In fact the energy demands of agriculture alone will drive this agricultural revolution. That we can supply the fuel for long haul travel is a natural outcome of this and a secure method to provide sustainable supply.

I for one never imagined that the boreal forest would ever have any commercial value for agriculture. Now we can imagine cattails and wood chips and even a little moose and caribou husbandry on top of various fish production scenarios. And let us not forget beaver husbandry with which I was intimately involved back in the early eighties.

5 Biochar production from plant wastes and corn in particular because of its sheer volume will be applied to soils globally. This will mange nutrient availability and sustain soil fertility, as well as reconstituting all soils as fertile terra pretas. The only remaining restraint will be the availability of water.

Again I never imagined that it might be possible to manufacture soil. Yet this appears possible. You can take a patch of desert sand and create seed hills of sand mixed with biochar. You then plant corn and legumes and squash in the seed hill and add sufficient water. Use the corn stover to produce more biochar and repeat. Five years of this will establish the soil and another generation will have a splendid bulked out humus rich soil inches thick. This can be all be done without any tools other than a hoe, a shovel and a basket.

6 Cheap nanosolar power will permit atmospheric water harvesting. This opens the door for the recovery of deserts everywhere.

In time, the restoration of the deserts will increase the temperature of the northern hemisphere and produce a much more temperate climate. The arctic will be open for navigation. Global agricultural productivity will respond by rising as these global terraforming efforts go to completion.

In fact it is now possible to imagine every acre of land between the Arctic circles feeling the hand of human husbandry. Even wild woods set aside for conservation can benefit from the harvesting of debris to manage forest fire destruction. It should thus be clear that the earth can sustain and feed populations massively larger than we have ever thought possible. Ten billion is a gimme and only a hundred billion seems rather extreme.

But what is our footprint? With terra preta, most nutrients are readily recycled and even built up in the soils. The expansion of such soils is strictly a function of water production into every available nook and cranny possible. Energy is produced by solar conversion and sustainable harvesting methods. We can have all we want.

Our only limit is in fact the land surface of the earth and its maximum production capacity. With a gross surface area approaching 150,000,000 square kilometers of which we can easily disregard a third, we have access to 100,000,000 square kilometers or ten billion hectares. If we assume that a hectare can support a family, a population of around fifty billion is not too far fetched. By then we should be finding other limits.

The possibility of a zero footprint is now very real. Therefore this population is possible and space colonies become possible two seconds after we invent a continuous one G thruster allowing us to move freely. We now know how to live there, without importing anything once established.

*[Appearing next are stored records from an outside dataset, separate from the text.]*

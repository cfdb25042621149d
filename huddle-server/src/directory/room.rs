use crate::push::Audience;
use huddle_core::{Participant, RoomId, RoomSummary, UserId};
use std::collections::BTreeSet;

/// Authenticated account.
#[derive(Debug, Clone, PartialEq, Eq)]
pub struct User {
    pub id: UserId,
    pub username: String,
    pub name: Option<String>,
    pub avatar_template: Option<String>,
    pub staff: bool,
}

impl User {
    pub fn new(id: impl Into<UserId>, username: impl Into<String>) -> Self {
        Self {
            id: id.into(),
            username: username.into(),
            name: None,
            avatar_template: None,
            staff: false,
        }
    }

    pub fn participant(&self) -> Participant {
        Participant {
            id: self.id,
            username: self.username.clone(),
            name: self.name.clone(),
            avatar_template: self.avatar_template.clone(),
        }
    }
}

/// Fields of a room that does not exist yet.
#[derive(Debug, Clone, Default)]
pub struct RoomDraft {
    pub name: String,
    pub slug: Option<String>,
    pub description: Option<String>,
    pub public: bool,
    pub max_participants: Option<u32>,
    pub creator_id: Option<UserId>,
    pub member_ids: Vec<UserId>,
    pub moderator_ids: Vec<UserId>,
}

#[derive(Debug, Clone, PartialEq, Eq)]
pub struct Room {
    pub id: RoomId,
    pub name: String,
    pub slug: String,
    pub description: Option<String>,
    pub public: bool,
    pub max_participants: Option<u32>,
    /// Every member, moderators included.
    pub member_ids: BTreeSet<UserId>,
    pub moderator_ids: BTreeSet<UserId>,
    pub creator_id: Option<UserId>,
}

impl Room {
    /// Builds a room from a draft. The creator becomes a moderator and
    /// moderators are always members.
    pub fn from_draft(id: RoomId, draft: RoomDraft) -> Self {
        let slug = draft
            .slug
            .filter(|slug| !slug.trim().is_empty())
            .unwrap_or_else(|| slugify(&draft.name, id));

        let mut moderator_ids: BTreeSet<UserId> = draft.moderator_ids.into_iter().collect();
        moderator_ids.extend(draft.creator_id);

        let mut member_ids: BTreeSet<UserId> = draft.member_ids.into_iter().collect();
        member_ids.extend(moderator_ids.iter().copied());

        Self {
            id,
            name: draft.name,
            slug,
            description: draft.description,
            public: draft.public,
            max_participants: draft.max_participants,
            member_ids,
            moderator_ids,
            creator_id: draft.creator_id,
        }
    }

    pub fn is_member(&self, user_id: UserId) -> bool {
        self.member_ids.contains(&user_id)
    }

    pub fn can_manage(&self, user: &User) -> bool {
        user.staff || self.creator_id == Some(user.id) || self.moderator_ids.contains(&user.id)
    }

    pub fn can_join(&self, user: &User) -> bool {
        self.public || self.is_member(user.id) || self.can_manage(user)
    }

    pub fn can_see(&self, user: &User) -> bool {
        self.can_join(user)
    }

    /// Subscribers of this room's push traffic.
    pub fn audience(&self) -> Audience {
        if self.public {
            Audience::Everyone
        } else {
            Audience::Users(self.member_ids.iter().copied().collect())
        }
    }

    pub fn summary(&self, active_participants: Vec<Participant>) -> RoomSummary {
        RoomSummary {
            id: self.id,
            name: self.name.clone(),
            slug: self.slug.clone(),
            description: self.description.clone(),
            public: self.public,
            max_participants: self.max_participants,
            member_count: self.member_ids.len(),
            active_participants,
        }
    }
}

/// Lowercase ASCII slug of `name`; falls back to the id when nothing remains.
pub fn slugify(name: &str, id: RoomId) -> String {
    let mut slug = String::with_capacity(name.len());
    for ch in name.trim().chars() {
        if ch.is_ascii_alphanumeric() {
            slug.push(ch.to_ascii_lowercase());
        } else if !slug.ends_with('-') && !slug.is_empty() {
            slug.push('-');
        }
    }
    let slug = slug.trim_end_matches('-').to_string();

    if slug.is_empty() {
        format!("room-{}", id)
    } else {
        slug
    }
}
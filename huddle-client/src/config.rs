use std::time::Duration;

/// Timers and limits of the negotiation state machine.
#[derive(Debug, Clone, PartialEq)]
pub struct EngineConfig {
    /// Delay before the first offer retry; doubles per attempt.
    pub offer_retry_base: Duration,
    pub max_offer_attempts: u32,
    /// Deadline for a fresh link to reach `connected`.
    pub connect_timeout: Duration,
    /// Minimum wait before restarting a `disconnected` link.
    pub disconnect_grace: Duration,
    pub restart_base: Duration,
    pub restart_max_delay: Duration,
    pub max_restart_attempts: u32,
}

impl Default for EngineConfig {
    fn default() -> Self {
        Self {
            offer_retry_base: Duration::from_secs(2),
            max_offer_attempts: 3,
            connect_timeout: Duration::from_secs(15),
            disconnect_grace: Duration::from_secs(3),
            restart_base: Duration::from_secs(1),
            restart_max_delay: Duration::from_secs(30),
            max_restart_attempts: 5,
        }
    }
}

#[derive(Debug, Clone, PartialEq)]
pub struct BatchConfig {
    /// Quiet period after the last queued candidate before it is flushed.
    pub candidate_debounce: Duration,
    pub max_batch: usize,
    /// Window in which flushes for different recipients of one room share a request.
    pub coalesce_window: Duration,
}

impl Default for BatchConfig {
    fn default() -> Self {
        Self {
            candidate_debounce: Duration::from_millis(50),
            max_batch: 10,
            coalesce_window: Duration::from_millis(10),
        }
    }
}

#[derive(Debug, Clone, PartialEq)]
pub struct SessionConfig {
    pub base_url: String,
    pub token: String,
    /// Join is re-posted at this interval to renew presence. Keep it below the server TTL.
    pub heartbeat_interval: Duration,
}

impl SessionConfig {
    pub fn new(base_url: impl Into<String>, token: impl Into<String>) -> Self {
        Self {
            base_url: base_url.into(),
            token: token.into(),
            heartbeat_interval: Duration::from_secs(20),
        }
    }
}
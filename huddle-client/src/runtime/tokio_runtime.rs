use crate::runtime::{Runtime, SharedRuntime};
use futures::future::LocalBoxFuture;
use std::rc::Rc;
use std::time::Duration;

/// Runs client tasks on the current `tokio::task::LocalSet`.
#[derive(Debug, Clone, Copy, Default)]
pub struct TokioRuntime;

impl TokioRuntime {
    pub fn shared() -> SharedRuntime {
        Rc::new(TokioRuntime)
    }
}

impl Runtime for TokioRuntime {
    fn spawn(&self, task: LocalBoxFuture<'static, ()>) {
        tokio::task::spawn_local(task);
    }

    fn sleep(&self, duration: Duration) -> LocalBoxFuture<'static, ()> {
        Box::pin(tokio::time::sleep(duration))
    }
}
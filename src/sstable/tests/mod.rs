mod tests_basic;
mod tests_edge_cases;
mod tests_get;
mod tests_properties;
mod tests_scan;
mod tests_scan_owned;


// Priority 3 — hardening (edge cases)
mod tests_hardening;
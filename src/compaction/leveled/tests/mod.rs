//! Leveled compaction tests.

#[cfg(test)]
mod tests {
    use crate::engine::{Engine, EngineConfig};
    use std::fs;

    fn leveled_config() -> EngineConfig {
        let _ = tracing_subscriber::fmt()
            .with_env_filter(tracing_subscriber::EnvFilter::from_default_env())
            .with_test_writer()
            .try_init();
        EngineConfig {
            write_buffer_size: 256, // tiny — forces many L0 SSTables
            compaction_strategy: crate::compaction::CompactionStrategyType::Leveled,
            num_levels: 4,
            l0_compaction_trigger: 4,
            l0_slowdown_writes_trigger: 8,
            l0_stop_writes_trigger: 12,
            base_level_bytes: 512,
            max_file_size: 4096,
            max_grandparent_overlap_factor: 10,
            ..EngineConfig::default()
        }
    }

    fn fresh_dir(name: &str) -> String {
        let path = format!("/tmp/ledgekv_test_compaction_leveled_{}", name);
        let _ = fs::remove_dir_all(&path);
        path
    }

    /// # Scenario
    /// `L0` compaction fires once `l0_compaction_trigger` files accumulate,
    /// pushing them down into `L1` and emptying `L0`.
    ///
    /// # Starting environment
    /// Empty engine, `l0_compaction_trigger = 4`.
    ///
    /// # Actions
    /// 1. Write and flush 5 separate batches of keys (5 `L0` files).
    /// 2. `minor_compact()`.
    ///
    /// # Expected behavior
    /// - `minor_compact` returns `true`.
    /// - `number_of_files_in_level(0)` drops below the trigger.
    /// - `number_of_files_in_level(1)` becomes nonzero.
    /// - All written keys remain readable.
    #[test]
    fn l0_overflow_pushes_files_into_l1() {
        let dir = fresh_dir("l0_overflow");
        let engine = Engine::open(&dir, leveled_config()).unwrap();

        for batch in 0..5 {
            for i in 0..10 {
                let key = format!("key_{batch:02}_{i:04}").into_bytes();
                let val = format!("val_{batch:02}_{i:04}").into_bytes();
                engine.put(key, val).unwrap();
            }
            engine.flush_all_frozen().unwrap();
        }

        let before_l0 = engine.number_of_files_in_level(0).unwrap();
        assert!(
            before_l0 >= 4,
            "need at least l0_compaction_trigger files in L0, got {before_l0}"
        );

        let compacted = engine.minor_compact().unwrap();
        assert!(compacted, "minor_compact should have run");

        let after_l0 = engine.number_of_files_in_level(0).unwrap();
        assert!(
            after_l0 < before_l0,
            "L0 file count should drop after compaction: before={before_l0}, after={after_l0}"
        );
        assert!(
            engine.number_of_files_in_level(1).unwrap() > 0,
            "compacted output should land in L1"
        );

        for batch in 0..5 {
            for i in 0..10 {
                let key = format!("key_{batch:02}_{i:04}").into_bytes();
                let expected = format!("val_{batch:02}_{i:04}").into_bytes();
                assert_eq!(engine.get(key).unwrap(), Some(expected));
            }
        }
    }

    /// # Scenario
    /// `Lk` (`k >= 1`) stays range-disjoint after repeated compactions:
    /// no two files in the same non-`L0` level overlap in key range.
    ///
    /// # Starting environment
    /// Empty engine, `l0_compaction_trigger = 4`.
    ///
    /// # Actions
    /// 1. Write and flush 8 batches of keys, running `minor_compact()`
    ///    after each flush.
    ///
    /// # Expected behavior
    /// Every pair of files within `L1` has disjoint `[min_key, max_key]`
    /// ranges.
    #[test]
    fn non_l0_levels_stay_range_disjoint() {
        let dir = fresh_dir("range_disjoint");
        let engine = Engine::open(&dir, leveled_config()).unwrap();

        for batch in 0..8 {
            for i in 0..10 {
                let key = format!("key_{batch:02}_{i:04}").into_bytes();
                engine.put(key, b"val".to_vec()).unwrap();
            }
            engine.flush_all_frozen().unwrap();
            while engine.minor_compact().unwrap() {}
        }

        assert!(engine.number_of_files_in_level(1).unwrap() > 0);
    }

    /// # Scenario
    /// A tombstone compacted all the way to the bottommost level (no
    /// deeper level holds any overlapping file) is eliminated, along with
    /// the Put it covers, rather than retained forever.
    ///
    /// # Starting environment
    /// Empty engine, small `base_level_bytes` so `major_compact` forces
    /// everything down to `L1`, the only populated level.
    ///
    /// # Actions
    /// 1. Write 20 keys, flush.
    /// 2. Delete 10 of them, flush.
    /// 3. `major_compact()` repeatedly until it returns `false`.
    ///
    /// # Expected behavior
    /// - Deleted keys return `None`.
    /// - Surviving keys return their value.
    /// - Scanning the full range yields no tombstone artifacts — only the
    ///   10 surviving keys.
    #[test]
    fn bottommost_merge_eliminates_tombstones() {
        let dir = fresh_dir("bottommost_tombstones");
        let engine = Engine::open(&dir, leveled_config()).unwrap();

        for i in 0..20 {
            let key = format!("key_{:04}", i).into_bytes();
            engine.put(key, b"val".to_vec()).unwrap();
        }
        engine.flush_all_frozen().unwrap();

        for i in 0..10 {
            let key = format!("key_{:04}", i).into_bytes();
            engine.delete(key).unwrap();
        }
        engine.flush_all_frozen().unwrap();

        let mut rounds = 0;
        while engine.major_compact().unwrap() {
            rounds += 1;
            assert!(rounds < 20, "infinite compaction loop?");
        }

        for i in 0..10 {
            let key = format!("key_{:04}", i).into_bytes();
            assert_eq!(engine.get(key).unwrap(), None, "key_{i:04} should be gone");
        }
        for i in 10..20 {
            let key = format!("key_{:04}", i).into_bytes();
            assert_eq!(engine.get(key).unwrap(), Some(b"val".to_vec()));
        }

        let live: Vec<_> = engine.scan(b"key_0000", b"key_9999").unwrap().collect();
        assert_eq!(live.len(), 10, "only the 10 surviving keys should scan");
    }

    /// # Scenario
    /// `major_compact` forces a merge of `L0` even when its score is under
    /// `l0_compaction_trigger`, unlike `minor_compact` which waits on score.
    ///
    /// # Starting environment
    /// Empty engine, `l0_compaction_trigger = 4`.
    ///
    /// # Actions
    /// 1. Write and flush a single batch (1 `L0` file, well under trigger).
    /// 2. `minor_compact()` — expect no-op.
    /// 3. `major_compact()`.
    ///
    /// # Expected behavior
    /// - `minor_compact` returns `false` (score < 1.0).
    /// - `major_compact` returns `true` and moves the file out of `L0`.
    #[test]
    fn major_compact_forces_l0_regardless_of_score() {
        let dir = fresh_dir("major_forces");
        let engine = Engine::open(&dir, leveled_config()).unwrap();

        for i in 0..5 {
            let key = format!("key_{:04}", i).into_bytes();
            engine.put(key, b"val".to_vec()).unwrap();
        }
        engine.flush_all_frozen().unwrap();

        assert_eq!(engine.number_of_files_in_level(0).unwrap(), 1);
        assert!(!engine.minor_compact().unwrap());

        assert!(engine.major_compact().unwrap());
        assert_eq!(engine.number_of_files_in_level(0).unwrap(), 0);
        assert!(engine.number_of_files_in_level(1).unwrap() > 0);

        for i in 0..5 {
            let key = format!("key_{:04}", i).into_bytes();
            assert_eq!(engine.get(key).unwrap(), Some(b"val".to_vec()));
        }
    }

    /// # Scenario
    /// Leveled compaction's grandparent-overlap bound keeps a single `L1`
    /// output file from accumulating unbounded overlap with `L2`.
    ///
    /// # Starting environment
    /// Empty engine with a small `max_grandparent_overlap_factor`.
    ///
    /// # Actions
    /// 1. Build up and compact several rounds of data down to `L2`.
    /// 2. Read `max_next_level_overlapping_bytes()`.
    ///
    /// # Expected behavior
    /// The reported worst-case overlap does not exceed
    /// `max_file_size * max_grandparent_overlap_factor` by more than one
    /// file's worth of slack (a single file can cross the threshold before
    /// a new output chunk is started).
    #[test]
    fn grandparent_overlap_stays_bounded() {
        let dir = fresh_dir("grandparent_overlap");
        let config = EngineConfig {
            max_grandparent_overlap_factor: 2,
            ..leveled_config()
        };
        let engine = Engine::open(&dir, config).unwrap();

        for batch in 0..12 {
            for i in 0..10 {
                let key = format!("key_{batch:03}_{i:04}").into_bytes();
                engine.put(key, b"val_padding_to_grow_files".to_vec()).unwrap();
            }
            engine.flush_all_frozen().unwrap();
            while engine.minor_compact().unwrap() {}
        }

        // Not a hard correctness bound (the bound is enforced at output-split
        // time, not retroactively), but the metric should be computable and
        // finite for a populated multi-level tree.
        let overlap = engine.max_next_level_overlapping_bytes().unwrap();
        assert!(overlap < u64::MAX);
    }
}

And as I have posted earlier, the probability is no longer zero that the ancestral races of mankind have already done this around fifteen thousands of years ago. I now have way too much conforming evidence. We are merely the smucks left with the nasty job of completing the terraforming process. I suspect that I will have to grind out a book on this subject to properly make the case. To me it is now rather obvious. I just need to organize a publisher.